So many things to do that I really don't want to do. A funeral of the son of an ex-co-worker to go to today and the viewing Sunday and funeral Monday of my sister-in-laws brother.

The coworkers son was 24 and killed in a car accident and my sister-in-laws brother was 30 and died from an infection picked up somehow during a routine hernia operation. I say routine. Is it routine anytime someone cuts the body open and moves things around inside? I think we have reached that point somehow where that is our view.

Two young men. I've got 20 years on one and 14 on the other. Both of them active and sports oriented. Me? I live a fairly sedentary life, and yet I still toddle on, doing my thing. It was close last year, sure, but I guess I really didn't let that sink in. I am not 24 anymore. Neither am I 30. I am, statistically, on the down hill side of middle age. Why then do I still feel as though my life is still just beginning. I've seen the t-shirts that say "I may grow old but I refuse to grow up" and sometimes I think this has become my personal mantra. Both of these men enjoyed life, as far as I could see. One was an advocate for transplants, and those that deal with that particular issue, and the other built custom motorcycles. They took what time they had and enjoyed it. I should do the same.

Kyle, my sister-in-laws brother, had a relationship with God and therefore a hope for more after this life. The other young man, I do not know what his beliefs were. Personally, I believe that this world is not enough. I personally need the hope that there is more than what we see here and so I hope for a life eternal. Some do some don't. This is not my pulpit. This is my armchair. This is where I share with those who care to share. I hope that there is rest from the ugliness I see here. I hope there is a clearer image of the beauty I see here. I hope I do not have to say "I am sorry for your loss" one more time after this weekend. I am sure that will not be the case, but I can hope.
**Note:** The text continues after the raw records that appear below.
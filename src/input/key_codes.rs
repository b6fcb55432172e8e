//! キー名の定数定義
//!
//! 矢印キーは`KeyboardEvent.key`で、WASDはキーボード配列に依存しないよう
//! `KeyboardEvent.code`で判定します。

use super::Direction;

/// `key`: 上矢印
pub const KEY_ARROW_UP: &str = "ArrowUp";
/// `key`: 下矢印
pub const KEY_ARROW_DOWN: &str = "ArrowDown";
/// `key`: 左矢印
pub const KEY_ARROW_LEFT: &str = "ArrowLeft";
/// `key`: 右矢印
pub const KEY_ARROW_RIGHT: &str = "ArrowRight";

/// `code`: W
pub const CODE_W: &str = "KeyW";
/// `code`: S
pub const CODE_S: &str = "KeyS";
/// `code`: A
pub const CODE_A: &str = "KeyA";
/// `code`: D
pub const CODE_D: &str = "KeyD";

/// `key`から方向を判定
pub fn direction_from_key(key: &str) -> Option<Direction> {
    match key {
        KEY_ARROW_UP => Some(Direction::Up),
        KEY_ARROW_DOWN => Some(Direction::Down),
        KEY_ARROW_LEFT => Some(Direction::Left),
        KEY_ARROW_RIGHT => Some(Direction::Right),
        _ => None,
    }
}

/// `code`から方向を判定
pub fn direction_from_code(code: &str) -> Option<Direction> {
    match code {
        CODE_W => Some(Direction::Up),
        CODE_S => Some(Direction::Down),
        CODE_A => Some(Direction::Left),
        CODE_D => Some(Direction::Right),
        _ => None,
    }
}

/// キーイベントに対応する方向をすべて返す
///
/// `key`と`code`は別々に判定するので、両方が一致すれば2つ返ることがあります。
pub fn directions_for(key: &str, code: &str) -> impl Iterator<Item = Direction> {
    direction_from_key(key).into_iter().chain(direction_from_code(code))
}

#[cfg(test)]
mod tests {
    use super::*;

    #[test]
    fn test_arrow_keys() {
        assert_eq!(direction_from_key("ArrowUp"), Some(Direction::Up));
        assert_eq!(direction_from_key("ArrowRight"), Some(Direction::Right));
        assert_eq!(direction_from_key("w"), None);
    }

    #[test]
    fn test_wasd_by_code() {
        // AZERTY配列でも物理位置で判定される
        let dirs: Vec<_> = directions_for("z", "KeyW").collect();
        assert_eq!(dirs, vec![Direction::Up]);

        let dirs: Vec<_> = directions_for("ArrowLeft", "ArrowLeft").collect();
        assert_eq!(dirs, vec![Direction::Left]);

        assert_eq!(directions_for("Enter", "Enter").count(), 0);
    }
}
Unless I leave this world fairly soon, I imagine that I will say those words again. God, I hate those words. They are never enough. So I think of what I can do. I remember the story of a man who's friend had lost a young child to death. At a loss for words of comfort, he went to his friends house the morning of the funeral and shined all the family member's shoes. One less thing for them to need to worry about. I guess that's the attitude I want to have. Men tend to think they need to do something and so we look for that opening. I'm a man and so I will not fight against my nature. What can I do to help? Is it shining shoes, taking care of the children, washing dishes, driving family members here and there? Let me do something to help.

Remember the story of Job in the bible? The devil has a bet with God that he can get Job to curse God and God takes him up on it. Job loses everything except his wife. During his mourning 3 friends come to visit him. A lot of attention has been given in sermons of the words that these 3 friends spoke. One thing that struck me when I read this story is that when these 3 friends came to Job they didn't say anything for SEVEN days! For seven days they sat with their friend and kept quiet and just let him know that they were mourning with him. I think this was the smartest thing they did. Ah, but then they had to start talking and screwed it all up. Us men, we want to fix it. Sometimes we can't fix it and sometimes we shouldn't even try. My wife doesn't always want to hear what I think she should do different to solve her problems. Sometimes my wife wants me to shut up and listen to her vent her frustrations. That took a long time for me to learn. But learn it I did. I forget sometimes, but they are fewer than they used to be.

And so I end on a more positive note. Our foster boy is one step closer, as of yesterday, to becoming a full-fledged member of our family. He would be child number 4 for us and this is something that he would like, or so he says right now. When asked by his case worker if he would want me and my wife to adopt him, he looked at her and said, "Yes, but then that means they can spank me." His case worker laughed and my wife gave her evil witches cackle while rubbing her hands together saying "It's been such a long time since I spanked a little boys bottom." If you know my wife you see the humor. If you don't, trust me, it's there. Speaking of the little man, here he comes, singing his alphabet. He sure is a morning person. I'd hate to see him when he starts drinking coffee.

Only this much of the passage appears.